В 1705 г. был обнародован указ «О бритье бород и усов всякого чина людям, кромя попов и дьяконов, о взятии пошлин с тех, которые его исполнять не захотят, и о выдаче заплатившим пошлину знаков». Обычай, пустивший на Руси глубокие корни, приготовил для осмелившихся выкорчевать его многочисленные трудности. Именно поэтому государь принялся за дело безжалостно, буквально схватив старую Московию за плечи, и двумя ловкими движениями подручных солдат отсек от нее сверху бороду, а снизу – длинную полу кафтана. Стране оставалось только издавать неразборчивые звуки, то ли похожие на бессмысленное бормотание, то ли на ропот. У государя не было ни малейшего желания уступить в этой борьбе. Сопротивление со стороны набожного люда было колоссальным. Рушился огромный конструкт многовекового сознания, где слипшиеся кирпичики отдельных традиций настолько комфортно и привычно себя чувствовали рядом, что вынимать даже один приходилось с заметным усилием.

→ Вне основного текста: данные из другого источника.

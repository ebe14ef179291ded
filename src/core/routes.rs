// src/core/routes.rs
//! Flattens a Laravel route file into fully-qualified route declarations.
//!
//! The file is split into top-level statements. Each statement is parsed as a
//! fluent chain on `Route::`; attribute calls (`middleware`, `prefix`, `name`,
//! `controller`) accumulate until a verb, resource or `group` call terminates
//! the chain. Group closures are descended into recursively, so prefixes,
//! middleware, name prefixes and controllers inherit through any depth.

use std::fmt;

use serde::{Deserialize, Serialize};
use tracing::debug;

use super::scan::{
    block_bodies, closure_body, collapse_whitespace, list_items, parse_call_chain, split_statements,
    split_top_level, strip_array, strip_comments, unquote, MethodCall,
};

#[derive(Debug, Clone, Copy, PartialEq, Eq, Hash, PartialOrd, Ord, Serialize, Deserialize)]
#[serde(rename_all = "UPPERCASE")]
pub enum HttpMethod {
    Get,
    Post,
    Put,
    Patch,
    Delete,
    Options,
    Any,
}

impl HttpMethod {
    pub fn from_name(name: &str) -> Option<Self> {
        match name.to_ascii_lowercase().as_str() {
            "get" => Some(HttpMethod::Get),
            "post" => Some(HttpMethod::Post),
            "put" => Some(HttpMethod::Put),
            "patch" => Some(HttpMethod::Patch),
            "delete" => Some(HttpMethod::Delete),
            "options" => Some(HttpMethod::Options),
            "any" => Some(HttpMethod::Any),
            _ => None,
        }
    }

    pub fn as_str(&self) -> &'static str {
        match self {
            HttpMethod::Get => "GET",
            HttpMethod::Post => "POST",
            HttpMethod::Put => "PUT",
            HttpMethod::Patch => "PATCH",
            HttpMethod::Delete => "DELETE",
            HttpMethod::Options => "OPTIONS",
            HttpMethod::Any => "ANY",
        }
    }
}

impl fmt::Display for HttpMethod {
    fn fmt(&self, f: &mut fmt::Formatter<'_>) -> fmt::Result {
        f.write_str(self.as_str())
    }
}

/// One flattened route
#[derive(Debug, Clone, PartialEq, Eq, Serialize, Deserialize)]
pub struct RouteDeclaration {
    pub http_method: HttpMethod,
    pub uri_pattern: String,
    pub action_reference: String,
    /// Group middleware first, then the route's own, duplicates kept
    pub middleware: Vec<String>,
    #[serde(skip_serializing_if = "Option::is_none")]
    pub name: Option<String>,
}

/// Join a group prefix and a URI with exactly one slash at the boundary.
///
/// An empty prefix returns the URI unchanged.
pub fn join_uri(prefix: &str, uri: &str) -> String {
    if prefix.is_empty() {
        return uri.to_string();
    }
    let head = prefix.trim_end_matches('/');
    let tail = uri.trim_start_matches('/');
    match (head.is_empty(), tail.is_empty()) {
        (true, true) => "/".to_string(),
        (false, true) => head.to_string(),
        _ => format!("{}/{}", head, tail),
    }
}

/// Inherited state of the enclosing groups
#[derive(Debug, Clone, Default)]
struct GroupContext {
    prefix: String,
    middleware: Vec<String>,
    name_prefix: String,
    controller: Option<String>,
}

/// Attributes declared on one chain (fluently or through a group array)
#[derive(Debug, Default)]
struct Attributes {
    prefix: Option<String>,
    middleware: Vec<String>,
    name: Option<String>,
    controller: Option<String>,
}

impl Attributes {
    fn absorb(&mut self, call: &MethodCall<'_>) {
        match call.name {
            "middleware" => self.middleware.extend(middleware_args(call)),
            "prefix" => self.prefix = Some(scalar(call.args)),
            "name" | "as" => {
                let name = scalar(call.args);
                self.name = Some(match self.name.take() {
                    Some(existing) => existing + &name,
                    None => name,
                });
            }
            "controller" => self.controller = Some(class_name(call.args)),
            _ => {}
        }
    }

    /// `['prefix' => 'admin', 'middleware' => ['auth'], 'as' => 'admin.']`
    fn from_array(array: &str) -> Self {
        let mut attrs = Self::default();
        for entry in split_top_level(strip_array(array), b',') {
            let Some((key, value)) = entry.split_once("=>") else {
                continue;
            };
            match unquote(key).unwrap_or(key.trim()) {
                "prefix" => attrs.prefix = Some(scalar(value)),
                "middleware" => attrs.middleware.extend(list_items(value)),
                "as" | "name" => attrs.name = Some(scalar(value)),
                "controller" => attrs.controller = Some(class_name(value)),
                _ => {}
            }
        }
        attrs
    }
}

impl GroupContext {
    fn nest(&self, attrs: Attributes) -> GroupContext {
        let mut middleware = self.middleware.clone();
        middleware.extend(attrs.middleware);
        GroupContext {
            prefix: match attrs.prefix {
                Some(prefix) if !prefix.is_empty() => join_uri(&self.prefix, &prefix),
                _ => self.prefix.clone(),
            },
            middleware,
            name_prefix: format!("{}{}", self.name_prefix, attrs.name.unwrap_or_default()),
            controller: attrs.controller.or_else(|| self.controller.clone()),
        }
    }
}

fn scalar(expr: &str) -> String {
    let expr = expr.trim();
    unquote(expr).unwrap_or(expr).to_string()
}

fn class_name(expr: &str) -> String {
    expr.trim().trim_end_matches("::class").trim().to_string()
}

fn middleware_args(call: &MethodCall<'_>) -> Vec<String> {
    call.arguments().into_iter().flat_map(list_items).collect()
}

/// Resolve an action expression to `Class@method` where possible.
pub fn normalize_action(raw: &str, controller: Option<&str>) -> String {
    let raw = raw.trim();

    if raw.starts_with('[') {
        let items = split_top_level(strip_array(raw), b',');
        if let [class, method] = items.as_slice() {
            if class.ends_with("::class") {
                if let Some(method) = unquote(method) {
                    return format!("{}@{}", class_name(class), method);
                }
            }
        }
    }

    if raw.ends_with("::class") && !raw.contains(' ') {
        return format!("{}@__invoke", class_name(raw));
    }

    if let Some(text) = unquote(raw) {
        return match controller {
            Some(controller) if !text.contains('@') => format!("{}@{}", controller, text),
            _ if text.contains('@') => text.to_string(),
            _ => collapse_whitespace(raw),
        };
    }

    collapse_whitespace(raw)
}

const VERBS: &[&str] = &["get", "post", "put", "patch", "delete", "options", "any"];

const RESOURCE_ACTIONS: &[(&str, HttpMethod, &str)] = &[
    ("index", HttpMethod::Get, ""),
    ("create", HttpMethod::Get, "/create"),
    ("store", HttpMethod::Post, ""),
    ("show", HttpMethod::Get, "/{}"),
    ("edit", HttpMethod::Get, "/{}/edit"),
    ("update", HttpMethod::Put, "/{}"),
    ("destroy", HttpMethod::Delete, "/{}"),
];

fn singular(word: &str) -> String {
    if let Some(stem) = word.strip_suffix("ies") {
        format!("{}y", stem)
    } else if let Some(stem) = word.strip_suffix('s') {
        stem.to_string()
    } else {
        word.to_string()
    }
}

/// Route-table reconstruction over one route file
pub struct RouteTableReconstructor;

impl RouteTableReconstructor {
    /// Flat route list in declaration order; an empty list when nothing matches.
    pub fn reconstruct(text: &str) -> Vec<RouteDeclaration> {
        let cleaned = strip_comments(text);
        let body = cleaned.trim_start().trim_start_matches("<?php");

        let mut routes = Vec::new();
        Self::walk(body, &GroupContext::default(), &mut routes);
        routes
    }

    fn walk(body: &str, ctx: &GroupContext, routes: &mut Vec<RouteDeclaration>) {
        for statement in split_statements(body) {
            match parse_call_chain(statement) {
                Some(chain) if chain.receiver == "Route" || chain.receiver == "$router" => {
                    Self::statement(&chain.calls, ctx, routes)
                }
                Some(_) => {}
                // if/foreach/try blocks keep the enclosing group context
                None => {
                    for block in block_bodies(statement) {
                        Self::walk(block, ctx, routes);
                    }
                }
            }
        }
    }

    fn statement(calls: &[MethodCall<'_>], ctx: &GroupContext, routes: &mut Vec<RouteDeclaration>) {
        let Some(terminal) = calls.iter().position(|call| {
            VERBS.contains(&call.name)
                || matches!(call.name, "match" | "view" | "group" | "resource" | "apiResource")
        }) else {
            return;
        };

        let mut attrs = Attributes::default();
        for call in &calls[..terminal] {
            attrs.absorb(call);
        }
        let terminal_call = &calls[terminal];
        let modifiers = &calls[terminal + 1..];

        match terminal_call.name {
            "group" => Self::group(terminal_call, attrs, ctx, routes),
            "resource" | "apiResource" => {
                Self::resource(terminal_call, attrs, modifiers, ctx, routes)
            }
            _ => Self::route(terminal_call, attrs, modifiers, ctx, routes),
        }
    }

    fn group(
        call: &MethodCall<'_>,
        mut attrs: Attributes,
        ctx: &GroupContext,
        routes: &mut Vec<RouteDeclaration>,
    ) {
        let args = call.arguments();
        if let Some(array) = args.first().filter(|arg| arg.starts_with('[')) {
            let from_array = Attributes::from_array(array);
            attrs.prefix = from_array.prefix.or(attrs.prefix);
            attrs.middleware.extend(from_array.middleware);
            attrs.name = from_array.name.or(attrs.name);
            attrs.controller = from_array.controller.or(attrs.controller);
        }

        let Some(body) = closure_body(call.args) else {
            debug!("Route group without an inline closure skipped");
            return;
        };
        Self::walk(body, &ctx.nest(attrs), routes);
    }

    fn route(
        call: &MethodCall<'_>,
        attrs: Attributes,
        modifiers: &[MethodCall<'_>],
        ctx: &GroupContext,
        routes: &mut Vec<RouteDeclaration>,
    ) {
        let args = call.arguments();
        let (methods, uri, action) = match call.name {
            "match" => {
                let methods: Vec<HttpMethod> = args
                    .first()
                    .map(|m| list_items(m))
                    .unwrap_or_default()
                    .iter()
                    .filter_map(|m| HttpMethod::from_name(m))
                    .collect();
                (methods, args.get(1), args.get(2).map(|a| a.to_string()))
            }
            "view" => (
                vec![HttpMethod::Get],
                args.first(),
                args.get(1).map(|view| format!("view:{}", scalar(view))),
            ),
            verb => (
                HttpMethod::from_name(verb).into_iter().collect(),
                args.first(),
                args.get(1).map(|a| a.to_string()),
            ),
        };

        let (Some(uri), Some(action)) = (uri, action) else {
            debug!("Route::{} with missing arguments skipped", call.name);
            return;
        };

        let mut own = Attributes::default();
        for modifier in modifiers {
            own.absorb(modifier);
        }

        let controller = attrs.controller.as_deref().or(ctx.controller.as_deref());
        let action = if call.name == "view" {
            action
        } else {
            normalize_action(&action, controller)
        };

        let mut middleware = ctx.middleware.clone();
        middleware.extend(attrs.middleware);
        middleware.extend(own.middleware);

        let local_uri = join_uri(attrs.prefix.as_deref().unwrap_or(""), &scalar(uri));
        let uri_pattern = join_uri(&ctx.prefix, &local_uri);

        let name = match (attrs.name, own.name) {
            (None, None) => None,
            (pre, post) => Some(format!(
                "{}{}{}",
                ctx.name_prefix,
                pre.unwrap_or_default(),
                post.unwrap_or_default()
            )),
        };

        for http_method in methods {
            routes.push(RouteDeclaration {
                http_method,
                uri_pattern: uri_pattern.clone(),
                action_reference: action.clone(),
                middleware: middleware.clone(),
                name: name.clone(),
            });
        }
    }

    fn resource(
        call: &MethodCall<'_>,
        attrs: Attributes,
        modifiers: &[MethodCall<'_>],
        ctx: &GroupContext,
        routes: &mut Vec<RouteDeclaration>,
    ) {
        let args = call.arguments();
        let (Some(resource), Some(controller)) = (args.first(), args.get(1)) else {
            return;
        };
        let resource = scalar(resource);
        let controller = class_name(controller);

        let mut only: Option<Vec<String>> = None;
        let mut except: Vec<String> = Vec::new();
        let mut own = Attributes::default();
        for modifier in modifiers {
            match modifier.name {
                "only" => only = Some(modifier.arguments().into_iter().flat_map(list_items).collect()),
                "except" => except.extend(modifier.arguments().into_iter().flat_map(list_items)),
                _ => own.absorb(modifier),
            }
        }

        // photos.comments -> photos/{photo}/comments
        let segments: Vec<&str> = resource.split('.').collect();
        let Some((last, parents)) = segments.split_last() else {
            return;
        };
        let mut base = String::new();
        for parent in parents {
            base = join_uri(&base, &format!("{}/{{{}}}", parent, singular(parent)));
        }
        base = join_uri(&base, last);
        let parameter = format!("{{{}}}", singular(last));

        let mut middleware = ctx.middleware.clone();
        middleware.extend(attrs.middleware);
        middleware.extend(own.middleware);
        let local_prefix = attrs.prefix.unwrap_or_default();
        let name_prefix = format!("{}{}", ctx.name_prefix, attrs.name.unwrap_or_default());

        for (action, http_method, suffix) in RESOURCE_ACTIONS {
            if call.name == "apiResource" && matches!(*action, "create" | "edit") {
                continue;
            }
            if only.as_ref().is_some_and(|only| !only.iter().any(|a| a == action))
                || except.iter().any(|a| a == action)
            {
                continue;
            }

            let uri = format!("{}{}", base, suffix.replace("{}", &parameter));
            routes.push(RouteDeclaration {
                http_method: *http_method,
                uri_pattern: join_uri(&ctx.prefix, &join_uri(&local_prefix, &uri)),
                action_reference: format!("{}@{}", controller, action),
                middleware: middleware.clone(),
                name: Some(format!("{}{}.{}", name_prefix, resource, action)),
            });
        }
    }
}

Сказанное выше не является преувеличением, даже наоборот. Самодержец не гнушался ножничного инструмента в руках, с увлечением осваивая ремесло брадобрея и портного: резал бороды, усекал кафтаны. Иногда ему содействовали шуты, что добавляло всему действу атмосферу абсурда и обреченности для «жертв» царской политики. Государево око не упускало ни единого старомодного лица и русского платья: бояр вылавливали из саней, применяли силу. За всем этим с интересом и хохотом смотрели почти что главные инспираторы процесса – иностранцы: немцы, французы, шведы. Все эти сцены с демонстративными расправами над одеждой, заливающимися смехом иностранцами, шутами, острыми лезвиями выглядели порой не смешно, а скорее гротескно.